What Media Foundation Is - Why It Starts to Feel Like COM and Windows Media APIs at the Same Time

· Go Komura · Media Foundation, COM, C++, Windows Development

When you first start touching Media Foundation, it often feels like this:

“I thought I was using a Windows video / audio API, but suddenly I am drowning in COM.”

That reaction is natural. Once CoInitializeEx, MFStartup, IMFSourceReader, IMFMediaType, IMFTransform, IMFActivate, HRESULT, and GUID-heavy configuration all show up at once, the whole thing starts to feel much more like Win32 / COM than a simple media library.

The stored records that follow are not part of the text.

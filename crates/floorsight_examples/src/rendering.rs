//! Demo floor plans, tracing setup and PNG rendering of isovists and heatmaps.
use std::path::Path;

use floorsight::prelude::*;
use glam::DVec2;
use image::{Rgb, RgbImage};
use tracing_subscriber::EnvFilter;

/// Install a formatting subscriber filtered by `RUST_LOG` (default `info`).
pub fn init_tracing() {
    let filter = EnvFilter::try_from_default_env().unwrap_or_else(|_| EnvFilter::new("info"));
    let _ = tracing_subscriber::fmt()
        .with_env_filter(filter)
        .with_target(false)
        .try_init();
}

/// Square room of side `size` with the origin at a corner.
pub fn square_room(size: f64) -> Polygon {
    Polygon::from_xy(&[[0.0, 0.0], [size, 0.0], [size, size], [0.0, size]])
}

/// `size` x `size` room with a lattice of square pillars.
pub fn pillar_hall(size: f64, per_side: usize, pillar: f64) -> anyhow::Result<FloorPlan> {
    let pitch = size / (per_side as f64 + 1.0);
    let half = pillar * 0.5;
    let mut pillars = Vec::with_capacity(per_side * per_side);
    for i in 1..=per_side {
        for j in 1..=per_side {
            let c = DVec2::new(i as f64, j as f64) * pitch;
            pillars.push(Polygon::from_xy(&[
                [c.x - half, c.y - half],
                [c.x + half, c.y - half],
                [c.x + half, c.y + half],
                [c.x - half, c.y + half],
            ]));
        }
    }
    Ok(FloorPlan::build(square_room(size), pillars)?)
}

#[derive(Clone, Debug)]
pub struct RenderConfig {
    pub image_size: (u32, u32),
    pub background: [u8; 3],
    pub obstacle: [u8; 3],
    pub highlight: [u8; 3],
    pub invalid: [u8; 3],
}

impl RenderConfig {
    pub fn new(image_size: (u32, u32)) -> Self {
        Self {
            image_size,
            background: [245, 245, 245],
            obstacle: [30, 30, 30],
            highlight: [250, 200, 60],
            invalid: [120, 120, 120],
        }
    }

    pub fn with_background(mut self, background: [u8; 3]) -> Self {
        self.background = background;
        self
    }

    pub fn with_highlight(mut self, highlight: [u8; 3]) -> Self {
        self.highlight = highlight;
        self
    }
}

/// Maps pixel centers into floor-plan coordinates; image row 0 is the top (maximum y).
struct PixelMapper {
    min: DVec2,
    scale: DVec2,
    height: u32,
}

impl PixelMapper {
    fn new(bounds: Aabb, (width, height): (u32, u32)) -> Self {
        Self {
            min: bounds.min,
            scale: bounds.extent() / DVec2::new(width as f64, height as f64),
            height,
        }
    }

    fn world(&self, x: u32, y: u32) -> Point {
        let flipped = (self.height - 1 - y) as f64;
        self.min + DVec2::new(x as f64 + 0.5, flipped + 0.5) * self.scale
    }
}

fn paint_plan(img: &mut RgbImage, plan: &FloorPlan, mapper: &PixelMapper, rc: &RenderConfig) {
    for (x, y, px) in img.enumerate_pixels_mut() {
        let p = mapper.world(x, y);
        if !matches!(plan.classify(p), Location::Free) {
            *px = Rgb(rc.obstacle);
        }
    }
}

/// Render the plan with the isovist filled in `highlight` and the viewpoint marked.
pub fn render_isovist_to_png(
    plan: &FloorPlan,
    isovist: &VisibilityPolygon,
    rc: &RenderConfig,
    out_path: impl AsRef<Path>,
) -> anyhow::Result<()> {
    let (width, height) = rc.image_size;
    let mut img = RgbImage::from_pixel(width, height, Rgb(rc.background));
    let mapper = PixelMapper::new(plan.bounds(), rc.image_size);

    for (x, y, px) in img.enumerate_pixels_mut() {
        if isovist.contains(mapper.world(x, y)) {
            *px = Rgb(rc.highlight);
        }
    }
    paint_plan(&mut img, plan, &mapper, rc);

    let marker = mapper.scale.max_element() * 4.0;
    for (x, y, px) in img.enumerate_pixels_mut() {
        if mapper.world(x, y).distance(isovist.viewpoint()) <= marker {
            *px = Rgb([200, 30, 30]);
        }
    }

    img.save(out_path.as_ref())?;
    Ok(())
}

/// Render heatmap scores with a dark-to-highlight ramp; invalid and unsampled cells are grey.
pub fn render_heatmap_to_png(
    plan: &FloorPlan,
    grid: &HeatmapGrid,
    rc: &RenderConfig,
    out_path: impl AsRef<Path>,
) -> anyhow::Result<()> {
    let (width, height) = rc.image_size;
    let mut img = RgbImage::from_pixel(width, height, Rgb(rc.background));
    let mapper = PixelMapper::new(plan.bounds(), rc.image_size);
    let low = [20.0, 30.0, 90.0];

    for (x, y, px) in img.enumerate_pixels_mut() {
        let color = match grid
            .cell_at(mapper.world(x, y))
            .and_then(|(col, row)| grid.get(col, row))
        {
            Some(CellScore::Score(s)) => std::array::from_fn(|i| {
                (low[i] + (rc.highlight[i] as f64 - low[i]) * s).round() as u8
            }),
            Some(CellScore::Invalid) | Some(CellScore::Unsampled) => rc.invalid,
            None => rc.background,
        };
        *px = Rgb(color);
    }
    paint_plan(&mut img, plan, &mapper, rc);

    img.save(out_path.as_ref())?;
    Ok(())
}
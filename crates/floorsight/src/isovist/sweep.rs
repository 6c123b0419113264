//! Angular sweep over the flattened segment list.
//!
//! For every segment endpoint the sweep casts three rays: at the endpoint's angle and at that
//! angle plus and minus `angular_epsilon`. The side rays resolve which way a ray grazing a
//! corner continues. When the corner-angle ray still meets the segment a side ray struck, the hit
//! is moved there, so shadow edges come out as exact radial edges instead of `epsilon`-wide
//! slivers. Vertices are emitted in order of the angle they end up at.
//! Cost is `O(A * E)` for `A` candidate angles and `E` segments.
use tracing::debug;

use super::{IsovistConfig, VisibilityPolygon};
use crate::error::{Error, Result};
use crate::floorplan::FloorPlan;
use crate::geometry::{segment_intersect, wrap_angle, Point, RayHit, Segment};

/// Largest accepted shift of a projected side-ray hit, in multiples of `epsilon * t`.
const MAX_PROJECTION_SHIFT: f64 = 1e3;

/// Coincidence tolerance for result vertices, relative to the plan's extent.
const COINCIDENT_TOLERANCE: f64 = 1e-9;

#[derive(Clone, Copy, Debug)]
struct Ray {
    /// Angle the ray is cast at, in `[-PI, PI)`.
    cast: f64,
    /// Vertex angle the hit is reported at.
    base: f64,
}

impl Ray {
    fn is_center(&self) -> bool {
        self.cast == wrap_angle(self.base)
    }
}

#[derive(Clone, Copy, Debug)]
struct SweepVertex {
    point: Point,
    /// Angle the point is reported at.
    angle: f64,
    /// Offset of the cast ray from `angle`; orders vertices sharing an angle.
    offset: f64,
    /// Hit landed exactly on a segment endpoint.
    exact: bool,
}

/// Compute the visibility polygon of `viewpoint` with the default [`IsovistConfig`].
pub fn visibility_polygon(plan: &FloorPlan, viewpoint: Point) -> Result<VisibilityPolygon> {
    visibility_polygon_with(plan, viewpoint, &IsovistConfig::default())
}

/// Compute the visibility polygon of `viewpoint` against every boundary and obstacle edge.
///
/// Fails with [`Error::ViewpointOutsideBoundary`] or [`Error::ViewpointInsideObstacle`] for
/// viewpoints outside free space, and with [`Error::NumericalDegeneracy`] if some ray meets no
/// segment at all.
pub fn visibility_polygon_with(
    plan: &FloorPlan,
    viewpoint: Point,
    config: &IsovistConfig,
) -> Result<VisibilityPolygon> {
    config.validate()?;
    plan.check_viewpoint(viewpoint)?;

    let segments = plan.segments();
    let rays = candidate_rays(viewpoint, segments, config);

    let mut seen = vec![false; plan.polygons().len()];
    let mut vertices: Vec<SweepVertex> = Vec::with_capacity(rays.len());
    for ray in &rays {
        let dir = Point::new(ray.cast.cos(), ray.cast.sin());
        let (hit, segment) = nearest_hit(viewpoint, dir, segments)
            .ok_or(Error::NumericalDegeneracy { angle: ray.cast })?;
        seen[segment.owner] = true;

        let projected = if ray.is_center() {
            None
        } else {
            project_to_base(viewpoint, ray, &hit, segment, config.angular_epsilon)
        };
        let vertex = match projected {
            Some(point) => {
                let angle = wrap_angle(ray.base);
                SweepVertex {
                    point,
                    angle,
                    offset: wrap_angle(ray.cast - angle),
                    exact: false,
                }
            }
            None => SweepVertex {
                point: hit.point,
                angle: ray.cast,
                offset: 0.0,
                exact: ray.is_center() && hit.at_endpoint(),
            },
        };
        vertices.push(vertex);
    }
    vertices.sort_by(|a, b| a.angle.total_cmp(&b.angle).then(a.offset.total_cmp(&b.offset)));

    let raw_count = vertices.len();
    let points = if config.simplify {
        let scale = plan.bounds().extent().length().max(1.0);
        let merged = merge_coincident(vertices, COINCIDENT_TOLERANCE * scale);
        drop_collinear(merged, config.collinear_tolerance)
    } else {
        vertices.into_iter().map(|v| v.point).collect()
    };

    let seen: Vec<usize> = seen
        .iter()
        .enumerate()
        .filter_map(|(index, hit)| hit.then_some(index))
        .collect();

    debug!(
        "Isovist at ({:.3}, {:.3}): {} segments, {} rays, {} vertices.",
        viewpoint.x,
        viewpoint.y,
        segments.len(),
        raw_count,
        points.len()
    );

    Ok(VisibilityPolygon::new(viewpoint, points, seen))
}

/// Sorted, deduplicated sweep rays for every segment endpoint.
fn candidate_rays(viewpoint: Point, segments: &[Segment], config: &IsovistConfig) -> Vec<Ray> {
    let eps = config.angular_epsilon;
    let mut rays: Vec<Ray> = Vec::with_capacity(segments.len() * 3);
    // Polygons are closed, so every vertex is the start of exactly one segment.
    for segment in segments {
        let d = segment.a - viewpoint;
        let base = d.y.atan2(d.x);
        for cast in [base - eps, base, base + eps] {
            rays.push(Ray {
                cast: wrap_angle(cast),
                base,
            });
        }
    }
    rays.sort_by(|a, b| a.cast.total_cmp(&b.cast));

    let tol = config.angle_tolerance;
    let mut unique: Vec<Ray> = Vec::with_capacity(rays.len());
    for ray in rays {
        match unique.last_mut() {
            Some(last) if ray.cast - last.cast <= tol => {
                if ray.is_center() && !last.is_center() {
                    *last = ray;
                }
            }
            _ => unique.push(ray),
        }
    }
    if unique.len() > 1 {
        let first = unique[0];
        let last = unique[unique.len() - 1];
        if first.cast + std::f64::consts::TAU - last.cast <= tol {
            if last.is_center() && !first.is_center() {
                unique[0] = last;
            }
            unique.pop();
        }
    }
    unique
}

/// Nearest intersection along the ray; ties keep the first segment in list order.
fn nearest_hit(origin: Point, dir: Point, segments: &[Segment]) -> Option<(RayHit, &Segment)> {
    let mut best: Option<(RayHit, &Segment)> = None;
    for segment in segments {
        let Some(hit) = segment_intersect(origin, dir, segment.a, segment.b) else {
            continue;
        };
        if best.as_ref().is_none_or(|(b, _)| hit.t < b.t) {
            best = Some((hit, segment));
        }
    }
    best
}

/// Where the base-angle ray meets the segment a side ray struck.
///
/// `None` when the base-angle ray misses that segment or lands too far from the side hit.
fn project_to_base(
    viewpoint: Point,
    ray: &Ray,
    hit: &RayHit,
    segment: &Segment,
    eps: f64,
) -> Option<Point> {
    let base_dir = Point::new(ray.base.cos(), ray.base.sin());
    let projected = segment_intersect(viewpoint, base_dir, segment.a, segment.b)?;
    let shift = projected.point.distance(hit.point);
    (shift <= MAX_PROJECTION_SHIFT * eps * hit.t.max(projected.t)).then_some(projected.point)
}

/// Collapse runs of (cyclically) consecutive vertices closer than `tol`, preferring exact hits.
fn merge_coincident(vertices: Vec<SweepVertex>, tol: f64) -> Vec<SweepVertex> {
    let mut out: Vec<SweepVertex> = Vec::with_capacity(vertices.len());
    for v in vertices {
        match out.last_mut() {
            Some(last) if last.point.distance(v.point) <= tol => {
                if v.exact && !last.exact {
                    *last = v;
                }
            }
            _ => out.push(v),
        }
    }
    while out.len() > 1 {
        let first = out[0];
        let last = out[out.len() - 1];
        if first.point.distance(last.point) > tol {
            break;
        }
        if last.exact && !first.exact {
            out[0] = last;
        }
        out.pop();
    }
    out
}

/// Remove vertices lying strictly between their neighbours on a straight line.
fn drop_collinear(vertices: Vec<SweepVertex>, tol: f64) -> Vec<Point> {
    let mut out: Vec<Point> = Vec::with_capacity(vertices.len());
    for v in vertices {
        while out.len() >= 2 && is_pass_through(out[out.len() - 2], out[out.len() - 1], v.point, tol) {
            out.pop();
        }
        out.push(v.point);
    }
    while out.len() >= 3 {
        let n = out.len();
        if is_pass_through(out[n - 2], out[n - 1], out[0], tol) {
            out.pop();
        } else if is_pass_through(out[n - 1], out[0], out[1], tol) {
            out.remove(0);
        } else {
            break;
        }
    }
    out
}

fn is_pass_through(prev: Point, mid: Point, next: Point, tol: f64) -> bool {
    let a = mid - prev;
    let b = next - mid;
    let scale = a.length() * b.length();
    scale > 0.0 && a.perp_dot(b).abs() <= tol * scale && a.dot(b) > 0.0
}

This article does not try to cover the entire Media Foundation API like a dictionary. Instead, it organizes three practical questions first:

  • why COM concepts naturally appear when you use Media Foundation
  • where the COM flavor becomes especially strong
  • where to enter first among Source Reader / Sink Writer / Media Session / MFT

The code examples are C++-based, but the way of thinking is almost the same even when you reach Media Foundation from .NET through a wrapper.

Contents

  1. Short version
  2. The first orientation table
  3. The overall shape of Media Foundation
  4. The places where Media Foundation starts looking like COM
  5. Rough rule-of-thumb usage
  6. A practical checklist
  7. Code excerpts
  8. Summary
  9. References

1. Short version

  • Media Foundation is a platform for handling audio and video. The whole API surface is not simply pure COM.
  • But the boundaries between source / transform / sink / activation / attributes / callbacks are expressed through COM interfaces, so once you use it, IUnknown, HRESULT, GUIDs, and apartment/threading discussions naturally appear.
  • It is usually easiest to start with Source Reader / Sink Writer first, move to Media Session when you need playback control, and move into MFT when you need your own transform component.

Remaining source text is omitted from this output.